Improvements to the BW/4HANA gateway
The BW/4HANA gateway to the data warehouse has seen a number of changes to its functionality. Users now have the option of transferring data hierarchies. This makes the design of models on Datasphere faster and more efficient, particularly when it comes to building the semantic layer, which can be laborious. For example, customer or supplier hierarchies, or accounting account hierarchies, can be transported to the data warehouse.
Improving the scope of data exploitation
Datasphere functionality has been enhanced in a number of ways. SAP Datasphere now offers the option of extracting metadata from its objects – views, tables and models – in addition to extracting data that is already available. Users can extract the name of each field, its type and associated length, key indicators and other object properties. This functionality is also available for SAP Analytics Cloud.

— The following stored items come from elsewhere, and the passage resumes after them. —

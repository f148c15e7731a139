//! Deterministic fixtures for pipeline tests
//!
//! Real taggers are nondeterministic across model versions, so the pipeline
//! is tested against hand-annotated sentences and two fake engines.

use std::sync::atomic::{AtomicUsize, Ordering};

use crate::errors::Result;
use crate::nlp::LinguisticEngine;
use crate::types::{DepRole, Document, PosTag, Sentence, Token};

struct PendingToken {
    surface: String,
    lemma: String,
    pos: &'static str,
    tag: &'static str,
    dep: &'static str,
    is_stopword: bool,
}

/// Builds one annotated sentence; token offsets are found by scanning the
/// text left to right
pub struct SentenceBuilder {
    text: String,
    tokens: Vec<PendingToken>,
}

impl SentenceBuilder {
    pub fn new(text: &str) -> Self {
        Self {
            text: text.to_string(),
            tokens: Vec::new(),
        }
    }

    pub fn token(
        mut self,
        surface: &str,
        lemma: &str,
        pos: &'static str,
        tag: &'static str,
        dep: &'static str,
    ) -> Self {
        self.tokens.push(PendingToken {
            surface: surface.to_string(),
            lemma: lemma.to_string(),
            pos,
            tag,
            dep,
            is_stopword: false,
        });
        self
    }

    /// Mark the last token as a stop word
    pub fn stop(mut self) -> Self {
        if let Some(last) = self.tokens.last_mut() {
            last.is_stopword = true;
        }
        self
    }

    pub fn build(self) -> Sentence {
        self.build_at(0, 0, 0)
    }

    fn build_at(self, base: usize, sentence_idx: usize, first_token: usize) -> Sentence {
        let mut cursor = 0;
        let mut tokens = Vec::with_capacity(self.tokens.len());
        for (i, pending) in self.tokens.into_iter().enumerate() {
            let rel = self.text[cursor..]
                .find(&pending.surface)
                .map(|p| p + cursor)
                .unwrap_or_else(|| panic!("{:?} not found in {:?}", pending.surface, self.text));
            cursor = rel + pending.surface.len();
            let pos = PosTag::from_ud(pending.pos);
            tokens.push(
                Token::new(
                    pending.surface,
                    pending.lemma,
                    pos,
                    base + rel,
                    base + cursor,
                    sentence_idx,
                    first_token + i,
                )
                .with_tag(pending.tag)
                .with_dep(DepRole::from_label(pending.dep))
                .with_stopword(pending.is_stopword),
            );
        }
        let end = base + self.text.len();
        Sentence::new(self.text, base, end, tokens)
    }
}

/// Joins sentences with a single space into one document
#[derive(Default)]
pub struct DocumentBuilder {
    sentences: Vec<SentenceBuilder>,
}

impl DocumentBuilder {
    pub fn new() -> Self {
        Self::default()
    }

    pub fn sentence(mut self, sentence: SentenceBuilder) -> Self {
        self.sentences.push(sentence);
        self
    }

    pub fn build(self) -> Document {
        let mut text = String::new();
        let mut sentences = Vec::new();
        let mut next_token = 0;
        for (idx, builder) in self.sentences.into_iter().enumerate() {
            if !text.is_empty() {
                text.push(' ');
            }
            let base = text.len();
            text.push_str(&builder.text);
            let sentence = builder.build_at(base, idx, next_token);
            next_token += sentence.len();
            sentences.push(sentence);
        }
        Document::new(text, sentences)
    }
}

/// Returns the same document for any input and counts calls
#[derive(Debug)]
pub struct FixedEngine {
    doc: Document,
    calls: AtomicUsize,
}

impl FixedEngine {
    pub fn new(doc: Document) -> Self {
        Self {
            doc,
            calls: AtomicUsize::new(0),
        }
    }

    pub fn calls(&self) -> usize {
        self.calls.load(Ordering::SeqCst)
    }
}

impl LinguisticEngine for FixedEngine {
    fn analyze(&self, _text: &str) -> Result<Document> {
        self.calls.fetch_add(1, Ordering::SeqCst);
        Ok(self.doc.clone())
    }
}

/// Splits on `.`, `!`, `?` and whitespace; the first word of a sentence is a
/// noun subject, the second a root verb, the rest alternate noun/adjective.
/// Lemmas are the raw words, so arbitrary input reaches the filters intact.
#[derive(Debug, Default, Clone, Copy)]
pub struct WhitespaceEngine;

impl WhitespaceEngine {
    fn annotate(position: usize) -> (PosTag, &'static str, DepRole) {
        match position {
            0 => (PosTag::Noun, "NN", DepRole::NominalSubject),
            1 => (PosTag::Verb, "VBZ", DepRole::Root),
            n if n % 2 == 0 => (PosTag::Noun, "NN", DepRole::Other("dobj".into())),
            _ => (PosTag::Adjective, "JJ", DepRole::Other("amod".into())),
        }
    }
}

impl LinguisticEngine for WhitespaceEngine {
    fn analyze(&self, text: &str) -> Result<Document> {
        let mut sentences = Vec::new();
        let mut token_idx = 0;
        let mut start = 0;

        let mut bounds: Vec<usize> = text
            .char_indices()
            .filter(|(_, c)| matches!(c, '.' | '!' | '?'))
            .map(|(i, c)| i + c.len_utf8())
            .collect();
        bounds.push(text.len());

        for end in bounds {
            if end <= start {
                continue;
            }
            let span = &text[start..end];
            let sentence_idx = sentences.len();
            let mut tokens = Vec::new();
            let mut word_start = None;
            for (i, c) in span.char_indices().chain(std::iter::once((span.len(), ' '))) {
                let is_break = c.is_whitespace() || matches!(c, '.' | '!' | '?');
                match (word_start, is_break) {
                    (None, false) => word_start = Some(i),
                    (Some(ws), true) => {
                        let word = &span[ws..i];
                        let (pos, tag, dep) = Self::annotate(tokens.len());
                        tokens.push(
                            Token::new(word, word, pos, start + ws, start + i, sentence_idx, token_idx)
                                .with_tag(tag)
                                .with_dep(dep),
                        );
                        token_idx += 1;
                        word_start = None;
                    }
                    _ => {}
                }
            }
            if !tokens.is_empty() {
                sentences.push(Sentence::new(span, start, end, tokens));
            }
            start = end;
        }

        Ok(Document::new(text, sentences))
    }
}

#[cfg(test)]
mod tests {
    use super::*;

    #[test]
    fn test_sentence_builder_offsets() {
        let s = SentenceBuilder::new("the cat and the hat")
            .token("the", "the", "DET", "DT", "det")
            .stop()
            .token("cat", "cat", "NOUN", "NN", "nsubj")
            .token("the", "the", "DET", "DT", "det")
            .build();
        assert_eq!(s.tokens[1].start, 4);
        assert_eq!(s.tokens[2].start, 12);
        assert!(s.tokens[0].is_stopword);
        assert!(!s.tokens[1].is_stopword);
    }

    #[test]
    fn test_document_builder_shifts_offsets() {
        let doc = DocumentBuilder::new()
            .sentence(SentenceBuilder::new("A b.").token("b", "b", "NOUN", "NN", "nsubj"))
            .sentence(SentenceBuilder::new("C d.").token("d", "d", "NOUN", "NN", "nsubj"))
            .build();
        assert_eq!(doc.text, "A b. C d.");
        let d = &doc.sentences[1].tokens[0];
        assert_eq!(&doc.text[d.start..d.end], "d");
        assert_eq!(d.sentence_idx, 1);
        assert_eq!(d.token_idx, 1);
    }

    #[test]
    fn test_whitespace_engine() {
        let doc = WhitespaceEngine.analyze("cats chase mice. birds sing").unwrap();
        assert_eq!(doc.sentences.len(), 2);
        assert_eq!(doc.sentences[0].text, "cats chase mice.");
        assert_eq!(doc.sentences[0].tokens[1].dep, DepRole::Root);
        assert_eq!(doc.sentences[1].tokens[0].text, "birds");
        for token in doc.tokens() {
            assert_eq!(&doc.text[token.start..token.end], token.text);
        }
    }
}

Datasphere elements can also be associated with KPIs. A dimension view can now be associated with a keyword and qualifiers for attributes and measures, enabling them to be organised more efficiently.

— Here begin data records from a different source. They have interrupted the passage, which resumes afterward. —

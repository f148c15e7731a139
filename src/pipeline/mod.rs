//! Extraction pipeline
//!
//! Sentence qualification, token filtering, aggregation and enrichment,
//! plus the config file and its validation rules.

pub mod aggregator;
pub mod enricher;
pub mod filter;
pub mod observer;
pub mod qualifier;
pub mod runner;
pub mod spec;
pub mod validation;

pub use aggregator::{AggregateStats, EntryAggregator, Offer};
pub use enricher::DefinitionEnricher;
pub use filter::{FilterStats, Rejection, TokenFilter};
pub use observer::{NoopObserver, PipelineObserver, StageReport, StageTimingObserver};
pub use qualifier::SentenceQualifier;
pub use runner::{Extraction, Pipeline, RunStats};
pub use spec::{ExtractionSpec, Preset};
pub use validation::{ValidationEngine, ValidationReport};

Finally, SAP Datasphere now supports the system’s different clients (a homogeneous unit of data; the client represents a sort of data environment).
Databuilder improvements
Features for tracing modifications have been developed. The ‘Delta Capture’ option, which is set when a local table is created, can be activated to flag up and display data that has been modified. This action cannot be deactivated after deployment.
When the “delta capture” parameter is activated, a XXX_Delta capture table is automatically created. This table contains the data from the original table (XXX), to which two fields are added: ‘Change_Type’ and ‘Change_Date’.
With this functionality, the update information (change type and change date) will be displayed in the XXX_Delta table for the changed rows; SAP Datasphere is able to identify and recognise the record numbers using the keys set in the original table (XXX).
SAP Datashere has also released the new ‘transformation flow’ object, which is based on the ‘delta capture’ principle, but has advanced functionality.
In this way, the original table can be replaced by another, more complex source (a fact or dimension view, for example), to which it is possible to associate transformations (projections with calculated fields, filters, etc.). The transformation flow will generate the two “change_type” and “modification_type” fields in the same way.
The transformation flow looks like this:
The target table is used to define target values which are then compared with the transformed source object.
In this way, the result of the transformation flow will provide the fields relating to the delta, but also a third field, of the indicator type, which will flag up each line, indicating whether the target value has been reached at the end of the transformation flow.
Conclusion
With this batch of new features, the solution is in line with the logic of continuous improvement, while innovating with the transformation flow functionality. This new feature offers interesting prospects for business intelligence analysis by comparing changes in data over time (delta change) with forecasts (target values).